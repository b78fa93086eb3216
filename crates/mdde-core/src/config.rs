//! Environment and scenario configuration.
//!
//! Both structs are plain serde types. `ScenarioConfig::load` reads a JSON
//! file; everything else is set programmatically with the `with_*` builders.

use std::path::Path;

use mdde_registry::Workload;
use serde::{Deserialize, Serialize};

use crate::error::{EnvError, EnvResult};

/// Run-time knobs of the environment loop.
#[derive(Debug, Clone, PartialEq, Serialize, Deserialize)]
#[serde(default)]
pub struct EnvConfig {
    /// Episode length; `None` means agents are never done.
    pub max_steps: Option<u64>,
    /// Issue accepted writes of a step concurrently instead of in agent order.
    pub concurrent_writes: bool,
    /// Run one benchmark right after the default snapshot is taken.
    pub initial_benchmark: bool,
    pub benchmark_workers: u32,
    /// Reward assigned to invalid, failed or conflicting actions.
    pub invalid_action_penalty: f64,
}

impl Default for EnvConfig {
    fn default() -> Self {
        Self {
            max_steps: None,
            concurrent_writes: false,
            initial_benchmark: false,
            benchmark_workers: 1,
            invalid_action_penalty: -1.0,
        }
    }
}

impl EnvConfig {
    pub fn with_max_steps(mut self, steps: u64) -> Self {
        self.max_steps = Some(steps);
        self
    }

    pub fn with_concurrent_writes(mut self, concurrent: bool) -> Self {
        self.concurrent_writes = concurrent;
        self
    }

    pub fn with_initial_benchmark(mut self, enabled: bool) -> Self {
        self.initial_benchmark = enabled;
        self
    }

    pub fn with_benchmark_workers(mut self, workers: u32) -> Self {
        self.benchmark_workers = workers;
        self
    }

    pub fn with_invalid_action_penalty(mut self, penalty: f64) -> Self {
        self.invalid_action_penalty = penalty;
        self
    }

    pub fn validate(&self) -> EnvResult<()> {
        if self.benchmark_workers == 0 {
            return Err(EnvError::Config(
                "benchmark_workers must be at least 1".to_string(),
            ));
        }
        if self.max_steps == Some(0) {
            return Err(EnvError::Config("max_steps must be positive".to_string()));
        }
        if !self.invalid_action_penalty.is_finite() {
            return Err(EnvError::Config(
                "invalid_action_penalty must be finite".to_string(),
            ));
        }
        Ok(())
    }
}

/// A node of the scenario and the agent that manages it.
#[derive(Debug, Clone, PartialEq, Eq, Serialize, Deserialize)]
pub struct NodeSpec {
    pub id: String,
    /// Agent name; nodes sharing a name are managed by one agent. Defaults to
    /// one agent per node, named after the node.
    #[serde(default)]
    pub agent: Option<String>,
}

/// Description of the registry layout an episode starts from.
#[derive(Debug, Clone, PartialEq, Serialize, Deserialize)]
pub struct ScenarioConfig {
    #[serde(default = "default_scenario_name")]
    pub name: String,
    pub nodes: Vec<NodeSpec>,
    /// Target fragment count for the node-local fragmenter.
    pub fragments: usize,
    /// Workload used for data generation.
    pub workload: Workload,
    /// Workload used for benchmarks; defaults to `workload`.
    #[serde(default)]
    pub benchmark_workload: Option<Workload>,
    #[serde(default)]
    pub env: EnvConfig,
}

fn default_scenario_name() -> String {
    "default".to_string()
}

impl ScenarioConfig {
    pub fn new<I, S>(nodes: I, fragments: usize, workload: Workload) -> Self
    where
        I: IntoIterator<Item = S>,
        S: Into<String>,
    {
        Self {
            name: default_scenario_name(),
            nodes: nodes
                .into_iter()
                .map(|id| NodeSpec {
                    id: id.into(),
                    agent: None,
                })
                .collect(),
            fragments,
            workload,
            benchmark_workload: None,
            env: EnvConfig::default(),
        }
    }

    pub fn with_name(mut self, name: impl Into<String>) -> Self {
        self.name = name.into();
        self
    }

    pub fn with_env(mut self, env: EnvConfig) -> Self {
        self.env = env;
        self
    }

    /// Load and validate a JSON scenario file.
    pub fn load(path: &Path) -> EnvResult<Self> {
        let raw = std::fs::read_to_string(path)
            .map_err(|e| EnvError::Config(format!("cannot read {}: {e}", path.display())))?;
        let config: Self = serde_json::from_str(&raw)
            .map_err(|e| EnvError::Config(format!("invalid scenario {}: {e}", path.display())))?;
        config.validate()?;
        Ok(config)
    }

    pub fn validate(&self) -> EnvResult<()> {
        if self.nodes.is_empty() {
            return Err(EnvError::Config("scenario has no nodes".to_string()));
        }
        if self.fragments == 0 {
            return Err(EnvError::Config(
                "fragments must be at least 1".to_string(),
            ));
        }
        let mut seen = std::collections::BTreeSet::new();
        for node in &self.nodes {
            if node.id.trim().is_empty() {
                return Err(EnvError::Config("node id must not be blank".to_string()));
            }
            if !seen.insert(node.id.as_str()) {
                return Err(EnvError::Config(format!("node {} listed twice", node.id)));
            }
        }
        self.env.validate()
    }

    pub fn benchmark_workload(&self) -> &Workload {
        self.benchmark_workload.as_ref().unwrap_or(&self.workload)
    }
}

####################

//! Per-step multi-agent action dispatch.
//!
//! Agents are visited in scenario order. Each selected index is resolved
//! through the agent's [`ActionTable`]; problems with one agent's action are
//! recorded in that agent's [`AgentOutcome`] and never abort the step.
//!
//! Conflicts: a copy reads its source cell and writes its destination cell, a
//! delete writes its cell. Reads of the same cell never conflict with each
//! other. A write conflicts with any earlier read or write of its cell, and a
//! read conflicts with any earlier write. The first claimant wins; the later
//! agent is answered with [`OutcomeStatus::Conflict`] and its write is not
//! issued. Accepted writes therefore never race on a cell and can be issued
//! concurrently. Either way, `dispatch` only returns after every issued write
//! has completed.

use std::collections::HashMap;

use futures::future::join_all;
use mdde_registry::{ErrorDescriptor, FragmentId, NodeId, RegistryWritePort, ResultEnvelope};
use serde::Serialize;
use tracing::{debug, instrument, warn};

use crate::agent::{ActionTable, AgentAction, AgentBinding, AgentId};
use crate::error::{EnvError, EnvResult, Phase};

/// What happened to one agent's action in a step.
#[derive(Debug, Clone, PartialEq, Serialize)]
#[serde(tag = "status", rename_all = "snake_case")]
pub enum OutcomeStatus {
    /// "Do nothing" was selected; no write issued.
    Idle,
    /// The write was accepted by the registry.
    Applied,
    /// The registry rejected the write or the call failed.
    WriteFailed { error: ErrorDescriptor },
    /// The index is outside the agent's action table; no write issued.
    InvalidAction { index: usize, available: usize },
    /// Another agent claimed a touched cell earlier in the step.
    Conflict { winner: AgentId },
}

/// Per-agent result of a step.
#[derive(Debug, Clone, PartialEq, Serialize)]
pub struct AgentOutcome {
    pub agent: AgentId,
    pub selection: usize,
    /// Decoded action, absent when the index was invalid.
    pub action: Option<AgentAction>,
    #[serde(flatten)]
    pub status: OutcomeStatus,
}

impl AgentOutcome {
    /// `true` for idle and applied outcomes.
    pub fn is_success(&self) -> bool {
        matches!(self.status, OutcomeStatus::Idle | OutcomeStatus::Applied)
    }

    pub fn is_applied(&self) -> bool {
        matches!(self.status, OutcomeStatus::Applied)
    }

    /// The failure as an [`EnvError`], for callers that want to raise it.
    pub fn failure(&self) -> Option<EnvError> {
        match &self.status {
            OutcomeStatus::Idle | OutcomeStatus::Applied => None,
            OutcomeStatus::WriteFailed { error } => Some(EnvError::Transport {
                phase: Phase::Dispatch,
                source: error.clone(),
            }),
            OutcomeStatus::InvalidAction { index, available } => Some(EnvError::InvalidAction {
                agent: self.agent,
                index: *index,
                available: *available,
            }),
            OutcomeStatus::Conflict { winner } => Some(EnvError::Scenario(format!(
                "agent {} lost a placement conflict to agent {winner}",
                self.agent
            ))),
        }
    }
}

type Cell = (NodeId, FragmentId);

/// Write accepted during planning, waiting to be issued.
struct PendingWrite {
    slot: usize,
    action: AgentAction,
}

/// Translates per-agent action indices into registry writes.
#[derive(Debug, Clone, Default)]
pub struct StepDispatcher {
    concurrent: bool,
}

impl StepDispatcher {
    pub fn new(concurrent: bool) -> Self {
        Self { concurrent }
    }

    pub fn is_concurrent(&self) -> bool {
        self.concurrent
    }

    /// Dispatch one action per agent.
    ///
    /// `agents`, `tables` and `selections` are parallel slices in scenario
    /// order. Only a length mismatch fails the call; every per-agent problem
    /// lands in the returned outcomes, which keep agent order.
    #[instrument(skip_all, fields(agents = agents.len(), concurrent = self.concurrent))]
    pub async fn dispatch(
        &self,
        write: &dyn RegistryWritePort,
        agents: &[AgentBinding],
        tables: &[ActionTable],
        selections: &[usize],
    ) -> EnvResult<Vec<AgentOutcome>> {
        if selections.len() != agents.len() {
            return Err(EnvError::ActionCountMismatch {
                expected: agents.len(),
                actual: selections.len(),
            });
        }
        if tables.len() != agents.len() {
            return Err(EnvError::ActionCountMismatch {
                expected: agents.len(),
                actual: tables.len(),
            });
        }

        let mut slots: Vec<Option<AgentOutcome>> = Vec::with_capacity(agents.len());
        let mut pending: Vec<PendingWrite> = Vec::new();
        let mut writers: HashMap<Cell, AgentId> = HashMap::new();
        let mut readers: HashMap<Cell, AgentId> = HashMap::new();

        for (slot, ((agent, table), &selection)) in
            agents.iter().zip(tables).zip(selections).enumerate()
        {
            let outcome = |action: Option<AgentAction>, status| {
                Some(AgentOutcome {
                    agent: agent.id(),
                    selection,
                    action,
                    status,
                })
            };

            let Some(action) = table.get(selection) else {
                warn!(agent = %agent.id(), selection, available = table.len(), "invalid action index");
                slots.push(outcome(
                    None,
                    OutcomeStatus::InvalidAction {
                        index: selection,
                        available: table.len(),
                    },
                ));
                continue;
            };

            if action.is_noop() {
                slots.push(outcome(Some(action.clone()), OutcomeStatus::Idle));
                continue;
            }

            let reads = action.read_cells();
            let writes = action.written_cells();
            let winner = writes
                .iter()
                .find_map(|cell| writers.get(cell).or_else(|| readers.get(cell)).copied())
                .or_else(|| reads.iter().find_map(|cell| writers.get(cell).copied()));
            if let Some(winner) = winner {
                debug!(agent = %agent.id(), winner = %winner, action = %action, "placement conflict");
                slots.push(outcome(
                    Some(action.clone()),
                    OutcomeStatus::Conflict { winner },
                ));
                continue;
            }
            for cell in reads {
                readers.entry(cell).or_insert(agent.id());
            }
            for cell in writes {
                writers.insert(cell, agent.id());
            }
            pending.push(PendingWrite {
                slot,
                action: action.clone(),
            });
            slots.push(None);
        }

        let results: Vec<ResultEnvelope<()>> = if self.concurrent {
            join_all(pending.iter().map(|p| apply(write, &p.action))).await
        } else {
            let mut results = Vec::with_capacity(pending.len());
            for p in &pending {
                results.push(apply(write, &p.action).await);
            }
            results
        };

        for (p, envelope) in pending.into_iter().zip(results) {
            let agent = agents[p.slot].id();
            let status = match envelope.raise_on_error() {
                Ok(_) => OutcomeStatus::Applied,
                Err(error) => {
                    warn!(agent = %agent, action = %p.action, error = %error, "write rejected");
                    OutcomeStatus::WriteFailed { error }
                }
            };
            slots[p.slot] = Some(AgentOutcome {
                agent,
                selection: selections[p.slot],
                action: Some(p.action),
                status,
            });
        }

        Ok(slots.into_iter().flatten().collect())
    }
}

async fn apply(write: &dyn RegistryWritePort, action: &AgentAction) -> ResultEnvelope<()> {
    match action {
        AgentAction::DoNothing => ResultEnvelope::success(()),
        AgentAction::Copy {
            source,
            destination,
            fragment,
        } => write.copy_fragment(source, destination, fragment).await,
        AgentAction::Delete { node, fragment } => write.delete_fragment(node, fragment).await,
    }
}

####################

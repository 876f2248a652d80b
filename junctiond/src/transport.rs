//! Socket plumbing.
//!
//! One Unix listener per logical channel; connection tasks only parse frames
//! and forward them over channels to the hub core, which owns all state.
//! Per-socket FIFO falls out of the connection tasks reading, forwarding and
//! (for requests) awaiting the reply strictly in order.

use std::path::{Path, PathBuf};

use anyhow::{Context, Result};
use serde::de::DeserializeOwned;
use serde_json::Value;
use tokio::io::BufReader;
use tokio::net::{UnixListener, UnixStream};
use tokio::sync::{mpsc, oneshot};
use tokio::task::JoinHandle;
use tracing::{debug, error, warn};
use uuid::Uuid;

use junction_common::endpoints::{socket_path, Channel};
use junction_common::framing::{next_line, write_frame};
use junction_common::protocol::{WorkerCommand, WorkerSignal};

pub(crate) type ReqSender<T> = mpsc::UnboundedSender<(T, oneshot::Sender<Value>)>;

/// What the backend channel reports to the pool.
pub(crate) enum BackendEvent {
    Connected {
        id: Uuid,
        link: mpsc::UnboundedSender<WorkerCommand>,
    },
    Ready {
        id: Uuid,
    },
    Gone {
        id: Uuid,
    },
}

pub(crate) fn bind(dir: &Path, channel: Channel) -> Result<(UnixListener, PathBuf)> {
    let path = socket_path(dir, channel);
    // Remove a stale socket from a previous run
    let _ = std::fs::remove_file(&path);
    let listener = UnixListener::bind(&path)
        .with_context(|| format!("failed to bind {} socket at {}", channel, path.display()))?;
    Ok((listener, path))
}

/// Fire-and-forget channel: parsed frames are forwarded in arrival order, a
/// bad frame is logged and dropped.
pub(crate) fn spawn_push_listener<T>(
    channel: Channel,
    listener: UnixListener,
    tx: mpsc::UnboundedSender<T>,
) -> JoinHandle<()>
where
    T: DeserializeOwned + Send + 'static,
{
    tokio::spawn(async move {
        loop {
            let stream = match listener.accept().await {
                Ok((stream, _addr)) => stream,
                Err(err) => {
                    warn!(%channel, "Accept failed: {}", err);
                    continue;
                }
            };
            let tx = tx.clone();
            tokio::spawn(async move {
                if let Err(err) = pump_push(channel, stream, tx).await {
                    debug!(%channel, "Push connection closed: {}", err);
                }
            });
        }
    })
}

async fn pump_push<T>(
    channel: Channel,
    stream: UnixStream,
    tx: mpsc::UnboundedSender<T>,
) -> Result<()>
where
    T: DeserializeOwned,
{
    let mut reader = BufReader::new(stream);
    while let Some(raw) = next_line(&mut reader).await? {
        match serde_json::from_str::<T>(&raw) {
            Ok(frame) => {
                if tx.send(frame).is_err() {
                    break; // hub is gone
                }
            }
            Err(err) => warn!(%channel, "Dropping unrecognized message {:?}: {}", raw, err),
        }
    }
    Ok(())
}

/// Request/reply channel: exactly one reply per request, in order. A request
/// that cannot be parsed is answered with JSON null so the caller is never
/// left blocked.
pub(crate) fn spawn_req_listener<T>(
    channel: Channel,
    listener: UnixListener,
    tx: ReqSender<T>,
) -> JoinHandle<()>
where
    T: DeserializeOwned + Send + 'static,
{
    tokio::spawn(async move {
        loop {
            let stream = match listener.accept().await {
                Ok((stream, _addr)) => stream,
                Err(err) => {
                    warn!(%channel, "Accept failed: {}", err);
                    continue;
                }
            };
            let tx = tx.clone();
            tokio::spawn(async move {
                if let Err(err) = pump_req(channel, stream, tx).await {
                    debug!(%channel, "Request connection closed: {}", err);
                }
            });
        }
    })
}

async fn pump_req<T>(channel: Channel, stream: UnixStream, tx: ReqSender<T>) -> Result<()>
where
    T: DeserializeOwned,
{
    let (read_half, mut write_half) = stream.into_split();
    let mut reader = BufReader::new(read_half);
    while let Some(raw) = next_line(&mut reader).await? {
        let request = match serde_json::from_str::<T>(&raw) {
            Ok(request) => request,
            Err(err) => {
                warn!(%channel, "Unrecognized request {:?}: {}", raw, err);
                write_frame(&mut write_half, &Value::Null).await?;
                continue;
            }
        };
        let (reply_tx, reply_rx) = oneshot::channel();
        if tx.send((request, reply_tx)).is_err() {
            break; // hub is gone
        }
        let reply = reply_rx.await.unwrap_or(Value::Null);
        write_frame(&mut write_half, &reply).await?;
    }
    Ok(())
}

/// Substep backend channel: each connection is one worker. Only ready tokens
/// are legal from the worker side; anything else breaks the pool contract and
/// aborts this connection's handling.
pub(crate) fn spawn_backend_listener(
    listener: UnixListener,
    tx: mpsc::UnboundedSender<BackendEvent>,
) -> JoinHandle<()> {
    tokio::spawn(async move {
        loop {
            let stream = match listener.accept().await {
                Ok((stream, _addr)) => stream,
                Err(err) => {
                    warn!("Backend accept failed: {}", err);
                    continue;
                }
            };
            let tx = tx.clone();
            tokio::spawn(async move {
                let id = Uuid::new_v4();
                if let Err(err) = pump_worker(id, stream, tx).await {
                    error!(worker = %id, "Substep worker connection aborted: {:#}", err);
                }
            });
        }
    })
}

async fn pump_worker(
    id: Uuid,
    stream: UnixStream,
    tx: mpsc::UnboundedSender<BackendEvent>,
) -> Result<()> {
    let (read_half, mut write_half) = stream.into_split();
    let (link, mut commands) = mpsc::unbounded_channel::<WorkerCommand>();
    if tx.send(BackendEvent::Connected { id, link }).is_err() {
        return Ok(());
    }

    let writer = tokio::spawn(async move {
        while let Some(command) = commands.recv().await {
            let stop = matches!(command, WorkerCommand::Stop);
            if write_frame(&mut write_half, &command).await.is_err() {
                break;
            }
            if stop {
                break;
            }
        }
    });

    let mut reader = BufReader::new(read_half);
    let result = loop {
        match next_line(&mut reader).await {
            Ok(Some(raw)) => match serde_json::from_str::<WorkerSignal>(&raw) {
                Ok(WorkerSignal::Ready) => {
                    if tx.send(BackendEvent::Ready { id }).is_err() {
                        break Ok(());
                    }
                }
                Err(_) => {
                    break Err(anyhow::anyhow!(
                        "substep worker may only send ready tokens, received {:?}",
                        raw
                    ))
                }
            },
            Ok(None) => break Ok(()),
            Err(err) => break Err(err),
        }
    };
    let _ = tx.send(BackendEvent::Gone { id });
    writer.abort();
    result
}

####################

What the task requires:
Count how many lines of the data include the word "least". Your reply should be that number alone.

Your solution:
2